TASK DESCRIPTION: Going from the top of the data below, give again each line through the one containing "Encoding is done", both ends kept.

=== DATA TO PROCESS ===

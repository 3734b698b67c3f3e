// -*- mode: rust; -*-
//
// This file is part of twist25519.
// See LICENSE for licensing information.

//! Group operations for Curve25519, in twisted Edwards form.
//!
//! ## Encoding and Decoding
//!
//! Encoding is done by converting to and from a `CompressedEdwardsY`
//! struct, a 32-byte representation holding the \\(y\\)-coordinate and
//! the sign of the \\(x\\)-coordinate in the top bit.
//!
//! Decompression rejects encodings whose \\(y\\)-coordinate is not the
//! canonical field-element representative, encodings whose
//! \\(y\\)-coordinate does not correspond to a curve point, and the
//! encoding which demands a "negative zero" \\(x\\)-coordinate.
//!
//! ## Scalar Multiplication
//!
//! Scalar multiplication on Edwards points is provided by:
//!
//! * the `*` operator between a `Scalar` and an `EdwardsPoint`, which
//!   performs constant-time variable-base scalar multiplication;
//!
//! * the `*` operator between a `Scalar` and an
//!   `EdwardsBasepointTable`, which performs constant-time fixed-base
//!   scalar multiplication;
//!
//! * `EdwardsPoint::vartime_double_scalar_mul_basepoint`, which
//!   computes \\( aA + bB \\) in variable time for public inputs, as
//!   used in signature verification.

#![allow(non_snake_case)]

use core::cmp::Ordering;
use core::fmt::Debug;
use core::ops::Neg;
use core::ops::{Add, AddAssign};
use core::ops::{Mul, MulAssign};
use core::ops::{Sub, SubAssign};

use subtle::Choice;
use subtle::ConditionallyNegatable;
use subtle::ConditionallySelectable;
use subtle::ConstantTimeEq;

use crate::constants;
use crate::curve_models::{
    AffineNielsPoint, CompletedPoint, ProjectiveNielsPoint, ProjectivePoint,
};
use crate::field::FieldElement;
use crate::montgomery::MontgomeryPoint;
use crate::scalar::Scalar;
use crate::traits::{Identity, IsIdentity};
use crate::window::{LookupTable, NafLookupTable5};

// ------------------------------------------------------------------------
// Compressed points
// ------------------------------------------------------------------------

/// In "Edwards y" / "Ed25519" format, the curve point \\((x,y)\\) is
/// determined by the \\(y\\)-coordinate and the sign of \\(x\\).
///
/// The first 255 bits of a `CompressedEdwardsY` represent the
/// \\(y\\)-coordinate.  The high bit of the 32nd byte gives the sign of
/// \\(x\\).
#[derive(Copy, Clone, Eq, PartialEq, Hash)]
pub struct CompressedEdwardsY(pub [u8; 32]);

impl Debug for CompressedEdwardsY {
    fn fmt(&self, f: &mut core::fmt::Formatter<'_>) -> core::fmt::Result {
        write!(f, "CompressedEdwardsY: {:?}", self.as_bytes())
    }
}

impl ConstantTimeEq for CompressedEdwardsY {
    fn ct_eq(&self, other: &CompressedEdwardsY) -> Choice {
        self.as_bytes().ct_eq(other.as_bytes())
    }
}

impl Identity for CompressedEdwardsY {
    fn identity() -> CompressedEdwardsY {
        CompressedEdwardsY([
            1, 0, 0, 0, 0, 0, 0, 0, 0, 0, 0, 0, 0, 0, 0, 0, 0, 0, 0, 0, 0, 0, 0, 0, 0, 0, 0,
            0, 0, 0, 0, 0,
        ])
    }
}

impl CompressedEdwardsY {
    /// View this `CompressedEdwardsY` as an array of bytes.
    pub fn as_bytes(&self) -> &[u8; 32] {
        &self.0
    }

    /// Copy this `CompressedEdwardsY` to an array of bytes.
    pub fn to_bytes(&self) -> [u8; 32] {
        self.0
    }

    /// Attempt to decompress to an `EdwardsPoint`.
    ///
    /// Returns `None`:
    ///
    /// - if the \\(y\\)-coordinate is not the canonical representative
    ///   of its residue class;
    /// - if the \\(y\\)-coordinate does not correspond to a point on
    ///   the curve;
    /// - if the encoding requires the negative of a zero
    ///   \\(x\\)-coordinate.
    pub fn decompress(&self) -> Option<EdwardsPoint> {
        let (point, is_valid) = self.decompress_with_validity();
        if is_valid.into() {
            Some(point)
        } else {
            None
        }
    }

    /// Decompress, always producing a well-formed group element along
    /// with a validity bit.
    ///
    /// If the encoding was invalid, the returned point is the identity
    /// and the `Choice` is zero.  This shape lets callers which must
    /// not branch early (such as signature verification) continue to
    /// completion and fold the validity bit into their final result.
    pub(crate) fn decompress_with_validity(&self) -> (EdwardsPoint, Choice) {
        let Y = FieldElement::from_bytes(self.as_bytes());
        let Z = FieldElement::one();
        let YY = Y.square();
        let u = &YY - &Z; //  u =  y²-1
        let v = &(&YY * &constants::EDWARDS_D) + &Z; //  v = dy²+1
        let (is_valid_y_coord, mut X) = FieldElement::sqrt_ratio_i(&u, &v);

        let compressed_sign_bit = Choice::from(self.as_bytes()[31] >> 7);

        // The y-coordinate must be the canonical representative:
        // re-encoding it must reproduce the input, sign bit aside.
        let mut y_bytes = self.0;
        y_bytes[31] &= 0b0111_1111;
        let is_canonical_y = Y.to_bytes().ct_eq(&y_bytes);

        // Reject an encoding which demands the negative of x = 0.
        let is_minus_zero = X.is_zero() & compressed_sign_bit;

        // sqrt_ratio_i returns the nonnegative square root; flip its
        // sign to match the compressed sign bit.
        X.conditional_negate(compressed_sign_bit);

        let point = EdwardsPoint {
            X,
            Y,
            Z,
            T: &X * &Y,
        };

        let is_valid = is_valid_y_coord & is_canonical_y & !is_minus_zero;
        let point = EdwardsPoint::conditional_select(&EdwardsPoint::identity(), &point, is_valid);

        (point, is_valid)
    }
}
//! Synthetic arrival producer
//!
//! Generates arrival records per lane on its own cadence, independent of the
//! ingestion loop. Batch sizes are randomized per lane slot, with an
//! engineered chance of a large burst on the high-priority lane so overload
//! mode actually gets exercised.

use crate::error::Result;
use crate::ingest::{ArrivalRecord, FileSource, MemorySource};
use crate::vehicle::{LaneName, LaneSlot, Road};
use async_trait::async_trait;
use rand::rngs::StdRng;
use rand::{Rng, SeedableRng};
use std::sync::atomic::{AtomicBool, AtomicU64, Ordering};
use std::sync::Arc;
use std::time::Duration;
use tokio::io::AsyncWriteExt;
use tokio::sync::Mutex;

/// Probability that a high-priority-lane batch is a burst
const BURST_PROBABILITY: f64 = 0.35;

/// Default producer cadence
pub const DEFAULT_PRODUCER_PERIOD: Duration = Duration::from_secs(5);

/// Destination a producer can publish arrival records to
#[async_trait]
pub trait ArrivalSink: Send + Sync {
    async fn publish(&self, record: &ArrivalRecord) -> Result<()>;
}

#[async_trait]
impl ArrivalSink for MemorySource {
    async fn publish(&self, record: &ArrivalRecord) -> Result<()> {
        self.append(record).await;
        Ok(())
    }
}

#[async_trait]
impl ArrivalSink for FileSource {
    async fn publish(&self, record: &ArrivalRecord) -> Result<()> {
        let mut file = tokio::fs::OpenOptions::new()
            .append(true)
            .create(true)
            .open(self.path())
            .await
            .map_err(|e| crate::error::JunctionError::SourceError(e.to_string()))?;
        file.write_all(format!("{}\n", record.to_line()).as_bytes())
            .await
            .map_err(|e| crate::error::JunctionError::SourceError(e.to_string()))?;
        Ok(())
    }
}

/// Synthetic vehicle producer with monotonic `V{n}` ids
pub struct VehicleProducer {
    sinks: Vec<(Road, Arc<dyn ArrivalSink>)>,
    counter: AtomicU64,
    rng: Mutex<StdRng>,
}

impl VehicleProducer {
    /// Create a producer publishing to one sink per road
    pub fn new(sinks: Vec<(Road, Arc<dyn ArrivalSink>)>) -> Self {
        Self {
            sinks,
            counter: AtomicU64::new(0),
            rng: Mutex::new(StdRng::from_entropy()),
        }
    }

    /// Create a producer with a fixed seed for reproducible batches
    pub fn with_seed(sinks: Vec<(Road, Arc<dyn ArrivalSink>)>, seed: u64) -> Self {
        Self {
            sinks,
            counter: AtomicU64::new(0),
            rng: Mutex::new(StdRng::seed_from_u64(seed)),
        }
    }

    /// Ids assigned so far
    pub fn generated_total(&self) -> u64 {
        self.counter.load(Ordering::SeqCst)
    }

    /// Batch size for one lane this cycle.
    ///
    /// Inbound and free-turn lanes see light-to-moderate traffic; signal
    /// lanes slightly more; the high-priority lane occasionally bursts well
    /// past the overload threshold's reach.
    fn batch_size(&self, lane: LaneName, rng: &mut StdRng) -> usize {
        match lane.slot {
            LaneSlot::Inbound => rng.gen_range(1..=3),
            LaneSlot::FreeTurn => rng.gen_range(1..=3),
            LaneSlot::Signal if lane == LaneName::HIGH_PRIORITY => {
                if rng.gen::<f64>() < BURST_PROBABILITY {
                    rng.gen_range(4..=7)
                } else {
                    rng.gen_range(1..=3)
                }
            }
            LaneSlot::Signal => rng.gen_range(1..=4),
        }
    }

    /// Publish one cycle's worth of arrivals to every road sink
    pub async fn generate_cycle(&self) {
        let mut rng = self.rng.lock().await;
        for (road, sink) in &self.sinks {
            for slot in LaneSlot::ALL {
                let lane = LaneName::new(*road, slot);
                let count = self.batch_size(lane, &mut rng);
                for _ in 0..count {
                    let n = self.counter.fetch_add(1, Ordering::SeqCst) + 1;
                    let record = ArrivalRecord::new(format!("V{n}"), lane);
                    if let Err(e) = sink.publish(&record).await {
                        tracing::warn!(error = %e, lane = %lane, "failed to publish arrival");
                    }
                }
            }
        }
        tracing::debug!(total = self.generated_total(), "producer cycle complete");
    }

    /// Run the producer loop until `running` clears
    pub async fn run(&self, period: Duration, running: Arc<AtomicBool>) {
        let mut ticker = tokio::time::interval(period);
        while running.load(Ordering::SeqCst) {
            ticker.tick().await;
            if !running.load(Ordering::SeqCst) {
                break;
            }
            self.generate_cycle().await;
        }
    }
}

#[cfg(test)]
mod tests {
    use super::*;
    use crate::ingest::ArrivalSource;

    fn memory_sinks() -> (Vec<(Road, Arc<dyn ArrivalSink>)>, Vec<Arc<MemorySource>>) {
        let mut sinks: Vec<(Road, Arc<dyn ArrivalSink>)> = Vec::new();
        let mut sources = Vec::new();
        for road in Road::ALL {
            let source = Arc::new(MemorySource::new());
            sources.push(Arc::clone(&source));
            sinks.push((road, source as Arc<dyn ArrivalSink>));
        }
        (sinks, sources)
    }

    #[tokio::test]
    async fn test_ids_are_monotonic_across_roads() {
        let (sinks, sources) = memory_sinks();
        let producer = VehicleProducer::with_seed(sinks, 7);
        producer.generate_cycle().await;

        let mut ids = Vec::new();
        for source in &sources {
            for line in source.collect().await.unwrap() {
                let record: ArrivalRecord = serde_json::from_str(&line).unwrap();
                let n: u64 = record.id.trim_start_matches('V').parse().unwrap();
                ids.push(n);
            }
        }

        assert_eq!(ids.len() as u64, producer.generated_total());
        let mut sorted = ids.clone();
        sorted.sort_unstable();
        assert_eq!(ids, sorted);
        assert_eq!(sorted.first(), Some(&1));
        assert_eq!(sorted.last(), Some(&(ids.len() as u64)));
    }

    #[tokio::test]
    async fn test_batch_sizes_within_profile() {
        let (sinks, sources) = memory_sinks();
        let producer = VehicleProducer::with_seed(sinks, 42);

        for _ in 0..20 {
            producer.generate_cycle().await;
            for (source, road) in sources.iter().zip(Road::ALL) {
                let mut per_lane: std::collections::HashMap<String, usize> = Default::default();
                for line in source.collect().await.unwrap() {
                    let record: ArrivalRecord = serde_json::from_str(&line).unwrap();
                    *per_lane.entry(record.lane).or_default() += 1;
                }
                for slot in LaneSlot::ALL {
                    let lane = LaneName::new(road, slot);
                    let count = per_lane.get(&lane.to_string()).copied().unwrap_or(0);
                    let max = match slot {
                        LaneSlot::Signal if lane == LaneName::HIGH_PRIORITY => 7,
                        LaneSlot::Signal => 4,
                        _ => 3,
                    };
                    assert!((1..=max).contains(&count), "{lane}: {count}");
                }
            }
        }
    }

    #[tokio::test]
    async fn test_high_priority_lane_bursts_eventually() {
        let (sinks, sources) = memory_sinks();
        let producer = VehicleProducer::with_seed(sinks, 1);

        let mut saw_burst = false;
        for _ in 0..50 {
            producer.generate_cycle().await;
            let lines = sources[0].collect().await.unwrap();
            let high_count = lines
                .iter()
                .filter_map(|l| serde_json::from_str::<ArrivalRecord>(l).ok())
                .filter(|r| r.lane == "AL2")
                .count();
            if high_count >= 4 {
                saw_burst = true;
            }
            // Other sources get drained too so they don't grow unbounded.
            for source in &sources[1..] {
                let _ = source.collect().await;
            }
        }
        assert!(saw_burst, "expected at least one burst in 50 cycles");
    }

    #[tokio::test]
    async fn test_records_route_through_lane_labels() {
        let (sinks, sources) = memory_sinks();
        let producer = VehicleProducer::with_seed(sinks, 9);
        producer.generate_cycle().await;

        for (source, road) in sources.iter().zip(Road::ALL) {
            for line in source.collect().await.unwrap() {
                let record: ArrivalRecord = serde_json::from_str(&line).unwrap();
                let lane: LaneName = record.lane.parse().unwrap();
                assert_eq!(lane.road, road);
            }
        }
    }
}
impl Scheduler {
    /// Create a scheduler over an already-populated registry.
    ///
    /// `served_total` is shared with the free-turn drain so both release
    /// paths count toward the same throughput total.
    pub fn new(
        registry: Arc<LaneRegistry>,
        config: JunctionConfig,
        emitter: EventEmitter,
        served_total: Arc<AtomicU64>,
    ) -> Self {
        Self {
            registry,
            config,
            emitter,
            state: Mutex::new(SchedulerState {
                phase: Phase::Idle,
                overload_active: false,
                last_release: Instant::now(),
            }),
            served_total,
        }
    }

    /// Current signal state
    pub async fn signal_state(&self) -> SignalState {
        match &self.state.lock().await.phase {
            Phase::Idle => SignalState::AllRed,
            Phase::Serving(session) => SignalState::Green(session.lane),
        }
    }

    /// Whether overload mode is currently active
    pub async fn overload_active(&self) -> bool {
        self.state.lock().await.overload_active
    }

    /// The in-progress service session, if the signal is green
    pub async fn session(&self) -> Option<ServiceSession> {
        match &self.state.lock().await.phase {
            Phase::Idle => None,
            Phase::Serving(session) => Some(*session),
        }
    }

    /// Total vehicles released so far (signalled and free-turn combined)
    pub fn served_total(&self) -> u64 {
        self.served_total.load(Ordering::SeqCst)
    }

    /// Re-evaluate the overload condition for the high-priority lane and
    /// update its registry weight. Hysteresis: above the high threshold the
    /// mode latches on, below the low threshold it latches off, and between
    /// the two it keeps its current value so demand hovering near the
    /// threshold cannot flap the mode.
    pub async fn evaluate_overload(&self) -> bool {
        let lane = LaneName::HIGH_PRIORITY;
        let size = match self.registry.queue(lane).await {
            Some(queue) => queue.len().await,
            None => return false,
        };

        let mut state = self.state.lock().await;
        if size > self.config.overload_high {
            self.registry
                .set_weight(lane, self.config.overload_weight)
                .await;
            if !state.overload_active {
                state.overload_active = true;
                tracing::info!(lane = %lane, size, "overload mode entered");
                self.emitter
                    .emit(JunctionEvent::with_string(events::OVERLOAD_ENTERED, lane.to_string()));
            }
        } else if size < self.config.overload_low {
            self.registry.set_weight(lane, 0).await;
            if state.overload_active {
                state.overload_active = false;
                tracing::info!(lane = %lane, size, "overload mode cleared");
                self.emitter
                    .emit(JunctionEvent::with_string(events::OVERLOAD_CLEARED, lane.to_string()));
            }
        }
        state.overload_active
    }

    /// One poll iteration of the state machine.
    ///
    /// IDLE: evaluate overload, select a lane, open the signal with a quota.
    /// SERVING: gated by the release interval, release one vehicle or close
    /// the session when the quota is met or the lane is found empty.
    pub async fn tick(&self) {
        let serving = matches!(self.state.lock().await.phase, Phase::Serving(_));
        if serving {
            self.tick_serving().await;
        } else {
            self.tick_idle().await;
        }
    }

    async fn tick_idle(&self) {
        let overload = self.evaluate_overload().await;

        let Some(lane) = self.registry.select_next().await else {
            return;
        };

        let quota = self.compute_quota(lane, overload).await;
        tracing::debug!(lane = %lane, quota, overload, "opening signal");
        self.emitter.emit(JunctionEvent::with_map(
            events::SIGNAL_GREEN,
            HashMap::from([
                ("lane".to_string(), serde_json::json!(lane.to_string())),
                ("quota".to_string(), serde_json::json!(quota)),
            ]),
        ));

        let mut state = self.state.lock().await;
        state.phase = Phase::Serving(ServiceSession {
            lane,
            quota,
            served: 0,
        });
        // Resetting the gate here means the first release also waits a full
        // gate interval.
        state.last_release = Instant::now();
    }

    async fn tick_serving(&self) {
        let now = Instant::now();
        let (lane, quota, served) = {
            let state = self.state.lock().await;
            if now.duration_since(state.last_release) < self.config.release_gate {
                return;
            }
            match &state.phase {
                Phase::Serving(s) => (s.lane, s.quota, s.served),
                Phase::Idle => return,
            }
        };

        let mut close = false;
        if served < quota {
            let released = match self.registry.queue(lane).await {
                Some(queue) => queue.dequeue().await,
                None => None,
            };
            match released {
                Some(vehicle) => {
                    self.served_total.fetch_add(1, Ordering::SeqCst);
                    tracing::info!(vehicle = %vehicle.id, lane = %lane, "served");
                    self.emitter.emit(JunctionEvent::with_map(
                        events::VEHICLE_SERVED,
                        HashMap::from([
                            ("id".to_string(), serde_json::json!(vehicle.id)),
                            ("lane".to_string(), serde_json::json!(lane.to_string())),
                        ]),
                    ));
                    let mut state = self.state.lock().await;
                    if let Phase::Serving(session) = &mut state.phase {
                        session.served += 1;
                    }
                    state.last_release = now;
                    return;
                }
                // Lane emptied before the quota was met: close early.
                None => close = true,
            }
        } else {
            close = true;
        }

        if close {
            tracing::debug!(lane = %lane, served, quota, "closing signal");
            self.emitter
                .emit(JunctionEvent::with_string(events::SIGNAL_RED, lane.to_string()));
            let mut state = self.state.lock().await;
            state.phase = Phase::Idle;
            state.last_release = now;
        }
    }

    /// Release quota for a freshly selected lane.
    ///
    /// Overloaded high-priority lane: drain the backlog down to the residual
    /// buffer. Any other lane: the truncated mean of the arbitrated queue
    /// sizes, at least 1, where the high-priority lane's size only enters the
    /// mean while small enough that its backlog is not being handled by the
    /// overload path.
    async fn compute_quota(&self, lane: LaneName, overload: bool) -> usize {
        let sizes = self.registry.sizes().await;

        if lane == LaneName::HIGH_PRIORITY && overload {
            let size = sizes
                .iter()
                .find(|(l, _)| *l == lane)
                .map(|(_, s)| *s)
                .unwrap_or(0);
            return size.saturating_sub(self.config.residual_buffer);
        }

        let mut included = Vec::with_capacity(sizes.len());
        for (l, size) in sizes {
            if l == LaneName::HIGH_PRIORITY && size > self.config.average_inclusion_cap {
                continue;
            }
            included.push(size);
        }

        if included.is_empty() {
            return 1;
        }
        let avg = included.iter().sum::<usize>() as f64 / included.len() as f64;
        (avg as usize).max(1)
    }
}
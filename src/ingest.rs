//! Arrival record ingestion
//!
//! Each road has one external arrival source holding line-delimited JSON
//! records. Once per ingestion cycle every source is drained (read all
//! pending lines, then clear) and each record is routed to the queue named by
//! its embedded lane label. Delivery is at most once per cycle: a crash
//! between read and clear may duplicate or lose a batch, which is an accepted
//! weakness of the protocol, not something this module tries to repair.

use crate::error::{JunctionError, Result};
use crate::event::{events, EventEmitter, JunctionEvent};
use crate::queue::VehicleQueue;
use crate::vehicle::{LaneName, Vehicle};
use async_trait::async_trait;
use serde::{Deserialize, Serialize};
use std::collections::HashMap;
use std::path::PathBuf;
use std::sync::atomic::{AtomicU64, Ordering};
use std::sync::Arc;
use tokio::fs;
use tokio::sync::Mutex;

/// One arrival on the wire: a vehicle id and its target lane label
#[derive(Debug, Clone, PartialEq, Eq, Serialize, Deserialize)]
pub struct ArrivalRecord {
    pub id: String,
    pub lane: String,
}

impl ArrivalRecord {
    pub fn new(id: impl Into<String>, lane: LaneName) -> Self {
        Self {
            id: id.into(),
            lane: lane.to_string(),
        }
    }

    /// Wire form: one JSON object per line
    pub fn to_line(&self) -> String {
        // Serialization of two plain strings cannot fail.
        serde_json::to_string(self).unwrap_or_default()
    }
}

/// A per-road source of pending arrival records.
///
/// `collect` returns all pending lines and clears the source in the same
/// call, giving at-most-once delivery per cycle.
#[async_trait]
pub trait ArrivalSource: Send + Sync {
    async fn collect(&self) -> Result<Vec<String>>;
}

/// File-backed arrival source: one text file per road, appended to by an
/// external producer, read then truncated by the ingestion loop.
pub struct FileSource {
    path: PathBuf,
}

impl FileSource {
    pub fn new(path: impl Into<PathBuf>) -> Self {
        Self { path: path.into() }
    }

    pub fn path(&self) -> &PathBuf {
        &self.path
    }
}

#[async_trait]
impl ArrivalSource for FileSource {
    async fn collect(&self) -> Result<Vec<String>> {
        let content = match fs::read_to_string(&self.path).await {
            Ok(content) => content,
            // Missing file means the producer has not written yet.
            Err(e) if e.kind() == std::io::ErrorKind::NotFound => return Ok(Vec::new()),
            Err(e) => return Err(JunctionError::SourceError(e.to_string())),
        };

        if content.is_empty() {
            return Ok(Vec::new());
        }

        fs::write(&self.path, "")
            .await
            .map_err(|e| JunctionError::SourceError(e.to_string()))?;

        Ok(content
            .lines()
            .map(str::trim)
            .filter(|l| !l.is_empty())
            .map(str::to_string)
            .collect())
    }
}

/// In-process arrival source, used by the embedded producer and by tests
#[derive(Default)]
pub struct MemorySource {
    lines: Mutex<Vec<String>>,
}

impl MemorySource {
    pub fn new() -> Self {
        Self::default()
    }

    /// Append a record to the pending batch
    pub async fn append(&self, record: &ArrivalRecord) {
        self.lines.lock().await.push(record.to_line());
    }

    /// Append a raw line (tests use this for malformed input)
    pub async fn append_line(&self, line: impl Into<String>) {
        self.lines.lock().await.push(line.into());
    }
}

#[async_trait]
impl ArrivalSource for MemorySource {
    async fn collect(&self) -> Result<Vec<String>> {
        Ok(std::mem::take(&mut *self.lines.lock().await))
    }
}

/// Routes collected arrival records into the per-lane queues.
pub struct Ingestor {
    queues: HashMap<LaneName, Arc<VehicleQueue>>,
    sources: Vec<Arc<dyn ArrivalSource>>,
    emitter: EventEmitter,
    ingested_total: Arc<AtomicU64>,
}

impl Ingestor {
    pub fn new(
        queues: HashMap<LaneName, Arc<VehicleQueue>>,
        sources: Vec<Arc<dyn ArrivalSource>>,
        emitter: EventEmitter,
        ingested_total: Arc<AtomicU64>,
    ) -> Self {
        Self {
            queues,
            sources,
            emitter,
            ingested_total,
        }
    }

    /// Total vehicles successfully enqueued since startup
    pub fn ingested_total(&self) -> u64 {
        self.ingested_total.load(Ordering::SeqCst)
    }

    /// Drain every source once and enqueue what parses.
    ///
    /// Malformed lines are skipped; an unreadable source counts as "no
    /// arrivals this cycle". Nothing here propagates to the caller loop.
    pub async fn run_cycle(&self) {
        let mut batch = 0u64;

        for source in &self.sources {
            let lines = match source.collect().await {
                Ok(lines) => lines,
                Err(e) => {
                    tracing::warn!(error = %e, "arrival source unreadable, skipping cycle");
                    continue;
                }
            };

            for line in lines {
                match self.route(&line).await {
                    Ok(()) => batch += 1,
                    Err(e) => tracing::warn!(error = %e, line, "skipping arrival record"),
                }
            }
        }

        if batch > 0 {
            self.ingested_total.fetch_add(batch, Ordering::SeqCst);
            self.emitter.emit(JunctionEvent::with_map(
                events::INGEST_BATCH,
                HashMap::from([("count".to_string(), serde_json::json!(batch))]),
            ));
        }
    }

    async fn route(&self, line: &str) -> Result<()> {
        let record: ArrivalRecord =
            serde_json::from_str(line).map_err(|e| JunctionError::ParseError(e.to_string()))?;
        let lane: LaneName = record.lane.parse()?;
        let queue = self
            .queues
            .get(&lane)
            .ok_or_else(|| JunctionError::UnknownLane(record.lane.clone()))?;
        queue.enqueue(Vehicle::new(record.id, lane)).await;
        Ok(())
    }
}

===

YOUR RESPONSE:
repository 3734b698b67c3f3e
// -*- mode: rust; -*-
//
// This file is part of twist25519.
// See LICENSE for licensing information.

//! Group operations for Curve25519, in twisted Edwards form.
//!
//! ## Encoding and Decoding
//!
//! Encoding is done by converting to and from a `CompressedEdwardsY`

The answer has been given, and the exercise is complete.